Downtime is already here
$67B in trade at risk annually from climate-driven port downtime (ICS). India lost $350M+ from drought-induced coal generation in 2016. 86% of global ports face three or more climate hazards.
Three technology layers. Mapped to our four sectors of focus.
See — sensing & observation
Satellite, airborne, IoT, and ground-truth networks that turn physical hazards into continuous, machine-readable signals across basins, assets, and supply chains.
Understand — analytics & prediction
Physics + AI models, catastrophe modelling, digital twins, and risk analytics that translate raw signals into asset-, portfolio-, and basin-level risk. 17.8% CAGR (Technavio).
Act — decision & automation
Decision software, underwriting copilots, parametric risk-transfer infrastructure, and the workflow layer that wires risk intelligence into the systems of record.
Sized for a specialist fund.
$110B by 2030 is large enough to support a specialist venture fund, and a 16.5% CAGR is sufficient to deliver venture-scale returns. The buyer pool sits outside the slow-growth traditional water industry.

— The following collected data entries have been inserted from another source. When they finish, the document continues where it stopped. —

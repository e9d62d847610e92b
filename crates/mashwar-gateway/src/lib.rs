// SPDX-FileCopyrightText: 2026 Mashwar Contributors
// SPDX-License-Identifier: MIT OR Apache-2.0

//! HTTP gateway for the Mashwar booking relay.
//!
//! Exposes the public booking API over axum: form submissions, the
//! standalone WhatsApp relay endpoint, and a health probe. Handlers hold the
//! dispatcher and messaging channel behind shared state; the server itself
//! is stateless per request.

pub mod handlers;
pub mod server;

pub use server::{AppState, build_router, serve};
//! Constants for the `sg` application.

/// Name of the per-repository context file, stored inside the git metadata
/// directory.
pub(crate) const SG_CTX_FILE_NAME: &str = ".sg_ctx.toml";

/// Name of the git metadata directory within a working tree.
pub(crate) const GIT_DIR: &str = ".git";

/// Glyph rendered in the marker column for the marked patch.
pub(crate) const MARKER_GLYPH: char = '<';

/// Placeholder for the marker column, equal in width to [MARKER_GLYPH] so
/// that unmarked rows stay column-aligned.
pub(crate) const MARKER_PLACEHOLDER: char = ' ';
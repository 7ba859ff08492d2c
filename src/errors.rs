//! Error types for the `sg` application.

use nu_ansi_term::Color;
use thiserror::Error;

/// Errors that can occur while running `sg`.
#[derive(Error, Debug)]
pub enum SgError {
    /// A series line did not match the `<empty><state> <name> # <description>` format.
    #[error("Malformed series line: `{}`", Color::Red.paint(.0))]
    MalformedLine(String),
    /// A series line carried a state flag outside of `>`, `+`, `-` and `!`.
    #[error("Unknown patch state flag: `{}`", Color::Red.paint(.0.to_string()))]
    UnknownState(char),
    /// The patch is not present in the current series.
    #[error("Patch `{}` not found in the series.", Color::Blue.paint(.0))]
    PatchNotFound(String),
    /// The series has no patches to act on.
    #[error("The series is empty.")]
    EmptySeries,
    /// The working directory is not within a git repository.
    #[error("Not within a git repository.")]
    NotAGitRepository,
    /// The repository has no working tree, which `stg` requires.
    #[error("The repository has no working tree.")]
    BareRepository,
    /// `stg` exited with a failure status.
    #[error("`stg {command}` failed: {stderr}")]
    StgCommandFailed {
        /// The arguments `stg` was invoked with.
        command: String,
        /// The captured stderr of the failed invocation.
        stderr: String,
    },
    /// An [std::io::Error] occurred.
    #[error("io error: {}", .0)]
    IoError(#[from] std::io::Error),
    /// An [std::fmt::Error] occurred.
    #[error("fmt error: {}", .0)]
    FmtError(#[from] std::fmt::Error),
    /// A [git2::Error] occurred.
    #[error("libgit2 error: {}", .0)]
    Git2Error(#[from] git2::Error),
    /// An [inquire::InquireError] occurred.
    #[error("inquire error: {}", .0)]
    InquireError(#[from] inquire::InquireError),
    /// Failed to deserialize the persisted context.
    #[error("failed to deserialize context: {}", .0)]
    TomlDeError(#[from] toml::de::Error),
    /// Failed to serialize the persisted context.
    #[error("failed to serialize context: {}", .0)]
    TomlSeError(#[from] toml::ser::Error),
    /// An [anyhow::Error] occurred.
    #[error("anyhow error: {}", .0)]
    AnyhowError(#[from] anyhow::Error),
}

/// Result alias for fallible `sg` operations.
pub type SgResult<T> = Result<T, SgError>;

Much of the growth sits in risk analytics and the software value added to remote sensing: high-margin, recurring products sold to enterprise buyers. We believe this is the most investable corner of climate adaptation for an early-stage fund of our size and scope — defended by regulatory, insurance, and balance-sheet drivers that do not depend on subsidy or policy goodwill.